Records for this exercise:
//! Archivos de prueba construidos en memoria.

use exif::experimental::Writer as ExifWriter;
use exif::{Field, In, Rational, Tag, Value};
use image::codecs::gif::GifEncoder;
use image::{Frame, ImageFormat, Rgb, RgbImage, Rgba, RgbaImage};
use lopdf::content::{Content, Operation};
use lopdf::{Document, Object, Stream, StringFormat, dictionary};
use std::io::{Cursor, Write};
use zip::write::FileOptions;
use zip::{CompressionMethod, ZipWriter};

pub type TestResult<T = ()> = Result<T, Box<dyn std::error::Error>>;

pub const CONTENT_TYPES: &str = r#"<?xml version="1.0" encoding="UTF-8" standalone="yes"?>
<Types xmlns="http://schemas.openxmlformats.org/package/2006/content-types">
    <Default Extension="rels" ContentType="application/vnd.openxmlformats-package.relationships+xml"/>
    <Default Extension="xml" ContentType="application/xml"/>
    <Override PartName="/word/document.xml" ContentType="application/vnd.openxmlformats-officedocument.wordprocessingml.document.main+xml"/>
    <Override PartName="/docProps/core.xml" ContentType="application/vnd.openxmlformats-package.core-properties+xml"/>
    <Override PartName="/docProps/app.xml" ContentType="application/vnd.openxmlformats-officedocument.extended-properties+xml"/>
    <Override PartName="/docProps/custom.xml" ContentType="application/vnd.openxmlformats-officedocument.custom-properties+xml"/>
</Types>
"#;

const RELS_XML: &str = r#"<?xml version="1.0" encoding="UTF-8" standalone="yes"?>
<Relationships xmlns="http://schemas.openxmlformats.org/package/2006/relationships">
    <Relationship Id="rId1" Type="http://schemas.openxmlformats.org/officeDocument/2006/relationships/officeDocument" Target="word/document.xml"/>
</Relationships>
"#;

pub const DOCUMENT_XML: &str = r#"<?xml version="1.0" encoding="UTF-8" standalone="yes"?>
<w:document xmlns:w="http://schemas.openxmlformats.org/wordprocessingml/2006/main">
    <w:body>
        <w:p><w:r><w:t>Documento de prueba</w:t></w:r></w:p>
    </w:body>
</w:document>
"#;

pub const CORE_XML: &str = r#"<?xml version="1.0" encoding="UTF-8" standalone="yes"?>
<cp:coreProperties xmlns:cp="http://schemas.openxmlformats.org/package/2006/metadata/core-properties"
                   xmlns:dc="http://purl.org/dc/elements/1.1/"
                   xmlns:dcterms="http://purl.org/dc/terms/"
                   xmlns:dcmitype="http://purl.org/dc/dcmitype/"
                   xmlns:xsi="http://www.w3.org/2001/XMLSchema-instance">
    <dc:creator>Autor Prueba</dc:creator>
    <cp:lastModifiedBy>Editor Prueba</cp:lastModifiedBy>
    <dcterms:created xsi:type="dcterms:W3CDTF">2024-01-01T00:00:00Z</dcterms:created>
    <dcterms:modified xsi:type="dcterms:W3CDTF">2024-02-01T00:00:00Z</dcterms:modified>
    <dc:title>Documento Demo</dc:title>
    <dc:subject>Asunto Demo</dc:subject>
    <cp:revision>6</cp:revision>
</cp:coreProperties>
"#;

pub const APP_XML: &str = r#"<?xml version="1.0" encoding="UTF-8" standalone="yes"?>
<Properties xmlns="http://schemas.openxmlformats.org/officeDocument/2006/extended-properties"
            xmlns:vt="http://schemas.openxmlformats.org/officeDocument/2006/docPropsVTypes">
    <Application>Microsoft Word</Application>
    <Company>Compania Demo</Company>
    <Pages>2</Pages>
    <Words>345</Words>
    <Lines>12</Lines>
    <HeadingPairs><vt:vector size="0" baseType="variant"/></HeadingPairs>
</Properties>
"#;

pub const CUSTOM_XML: &str = r#"<?xml version="1.0" encoding="UTF-8" standalone="yes"?>
<Properties xmlns="http://schemas.openxmlformats.org/officeDocument/2006/custom-properties"
            xmlns:vt="http://schemas.openxmlformats.org/officeDocument/2006/docPropsVTypes">
    <property fmtid="{D5CDD505-2E9C-101B-9397-08002B2CF9AE}" pid="2" name="CustomField">
        <vt:lpwstr>Dato Confidencial</vt:lpwstr>
    </property>
    <property fmtid="{D5CDD505-2E9C-101B-9397-08002B2CF9AE}" pid="3" name="OwnerEmail">
        <vt:lpwstr>jane@example.com</vt:lpwstr>
    </property>
</Properties>
"#;

/// Documento Word con autoría, empresa y propiedades personalizadas.
pub fn sample_docx() -> TestResult<Vec<u8>> {
    docx_with_parts(&[
        ("docProps/core.xml", CORE_XML),
        ("docProps/app.xml", APP_XML),
        ("docProps/custom.xml", CUSTOM_XML),
    ])
}

pub fn docx_with_parts(doc_props: &[(&str, &str)]) -> TestResult<Vec<u8>> {
    let mut writer = ZipWriter::new(Cursor::new(Vec::new()));
    let options = FileOptions::<'_, ()>::default().compression_method(CompressionMethod::Stored);

    writer.start_file("[Content_Types].xml", options)?;
    writer.write_all(CONTENT_TYPES.as_bytes())?;

    writer.start_file("_rels/.rels", options)?;
    writer.write_all(RELS_XML.as_bytes())?;

    writer.start_file("word/document.xml", options)?;
    writer.write_all(DOCUMENT_XML.as_bytes())?;

    for (name, contents) in doc_props {
        writer.start_file(*name, options)?;
        writer.write_all(contents.as_bytes())?;
    }

    Ok(writer.finish()?.into_inner())
}

/// JPEG con fabricante, modelo, artista, software y coordenadas GPS (37°46'12" N, 122°25'12" W).
pub fn jpeg_with_exif() -> TestResult<Vec<u8>> {
    let image = RgbImage::from_pixel(16, 16, Rgb([200, 40, 40]));
    let mut jpeg = Vec::new();
    image.write_to(&mut Cursor::new(&mut jpeg), ImageFormat::Jpeg)?;

    let ascii = |text: &str| Value::Ascii(vec![text.as_bytes().to_vec()]);
    let rationals = |parts: [(u32, u32); 3]| {
        Value::Rational(parts.into_iter().map(Rational::from).collect())
    };
    let field = |tag: Tag, value: Value| Field {
        tag,
        ifd_num: In::PRIMARY,
        value,
    };

    let fields = [
        field(Tag::Make, ascii("Canon")),
        field(Tag::Model, ascii("EOS 5D")),
        field(Tag::Artist, ascii("Jane Doe")),
        field(Tag::Software, ascii("GIMP 2.10")),
        field(Tag::DateTime, ascii("2024:05:01 10:30:00")),
        field(Tag::GPSLatitudeRef, ascii("N")),
        field(Tag::GPSLatitude, rationals([(37, 1), (46, 1), (12, 1)])),
        field(Tag::GPSLongitudeRef, ascii("W")),
        field(Tag::GPSLongitude, rationals([(122, 1), (25, 1), (12, 1)])),
    ];

    let mut writer = ExifWriter::new();
    for field in &fields {
        writer.push_field(field);
    }
    let mut tiff = Cursor::new(Vec::new());
    writer.write(&mut tiff, false)?;

    Ok(insert_app1_exif(&jpeg, &tiff.into_inner()))
}

/// Inserta un segmento APP1 `Exif` justo después del marcador SOI.
fn insert_app1_exif(jpeg: &[u8], tiff: &[u8]) -> Vec<u8> {
    let payload_len = (2 + 6 + tiff.len()) as u16;
    let mut output = Vec::with_capacity(jpeg.len() + payload_len as usize + 2);
    output.extend_from_slice(&jpeg[..2]);
    output.extend_from_slice(&[0xFF, 0xE1]);
    output.extend_from_slice(&payload_len.to_be_bytes());
    output.extend_from_slice(b"Exif\0\0");
    output.extend_from_slice(tiff);
    output.extend_from_slice(&jpeg[2..]);
    output
}

/// PNG semitransparente sin metadata.
pub fn transparent_png() -> TestResult<Vec<u8>> {
    let image = RgbaImage::from_pixel(8, 8, Rgba([10, 120, 200, 0]));
    let mut png = Vec::new();
    image.write_to(&mut Cursor::new(&mut png), ImageFormat::Png)?;
    Ok(png)
}

/// GIF con `frames` fotogramas de colores distintos.
pub fn gif_with_frames(frames: u8) -> TestResult<Vec<u8>> {
    let mut gif = Vec::new();
    {
        let mut encoder = GifEncoder::new(&mut gif);
        encoder.encode_frames((0..frames).map(|index| {
            Frame::new(RgbaImage::from_pixel(8, 8, Rgba([index.wrapping_mul(80), 40, 200, 255])))
        }))?;
    }
    Ok(gif)
}

/// PDF de una página con diccionario Info completo y flujo XMP en el catálogo.
pub fn pdf_with_info() -> TestResult<Vec<u8>> {
    let mut doc = Document::with_version("1.5");
    let pages_id = doc.new_object_id();

    let font_id = doc.add_object(dictionary! {
        "Type" => "Font",
        "Subtype" => "Type1",
        "BaseFont" => "Helvetica",
    });
    let resources_id = doc.add_object(dictionary! {
        "Font" => dictionary! { "F1" => font_id },
    });
    let content = Content {
        operations: vec![
            Operation::new("BT", vec![]),
            Operation::new("Tf", vec!["F1".into(), 12.into()]),
            Operation::new("Td", vec![50.into(), 750.into()]),
            Operation::new("Tj", vec![Object::string_literal("Informe")]),
            Operation::new("ET", vec![]),
        ],
    };
    let content_id = doc.add_object(Stream::new(dictionary! {}, content.encode()?));
    let page_id = doc.add_object(dictionary! {
        "Type" => "Page",
        "Parent" => pages_id,
        "Contents" => content_id,
    });
    let pages = dictionary! {
        "Type" => "Pages",
        "Kids" => vec![page_id.into()],
        "Count" => 1,
        "Resources" => resources_id,
        "MediaBox" => vec![0.into(), 0.into(), 595.into(), 842.into()],
    };
    doc.objects.insert(pages_id, Object::Dictionary(pages));

    let xmp_id = doc.add_object(Stream::new(
        dictionary! { "Type" => "Metadata", "Subtype" => "XML" },
        b"<x:xmpmeta xmlns:x=\"adobe:ns:meta/\"><dc:creator>Jane Doe</dc:creator></x:xmpmeta>"
            .to_vec(),
    ));
    let catalog_id = doc.add_object(dictionary! {
        "Type" => "Catalog",
        "Pages" => pages_id,
        "Metadata" => xmp_id,
    });
    doc.trailer.set("Root", catalog_id);

    let mut subject = vec![0xFE, 0xFF];
    for unit in "Ubicación privada".encode_utf16() {
        subject.extend_from_slice(&unit.to_be_bytes());
    }
    let info_id = doc.add_object(dictionary! {
        "Title" => Object::string_literal("Informe trimestral"),
        "Author" => Object::string_literal("Jane Doe"),
        "Producer" => Object::string_literal("LibreOffice 7.6"),
        "CreationDate" => Object::string_literal("D:20240501103000Z"),
        "Subject" => Object::String(subject, StringFormat::Hexadecimal),
    });
    doc.trailer.set("Info", info_id);

    let mut bytes = Vec::new();
    doc.save_to(&mut bytes)?;
    Ok(bytes)
}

Your instructions:
Beginning with the line containing "modelo, artista, software" in the material above, copy every line exactly until you have copied the line containing "let mut jpeg = Vec::new();".

Result of this exercise:
/// JPEG con fabricante, modelo, artista, software y coordenadas GPS (37°46'12" N, 122°25'12" W).
pub fn jpeg_with_exif() -> TestResult<Vec<u8>> {
    let image = RgbImage::from_pixel(16, 16, Rgb([200, 40, 40]));
    let mut jpeg = Vec::new();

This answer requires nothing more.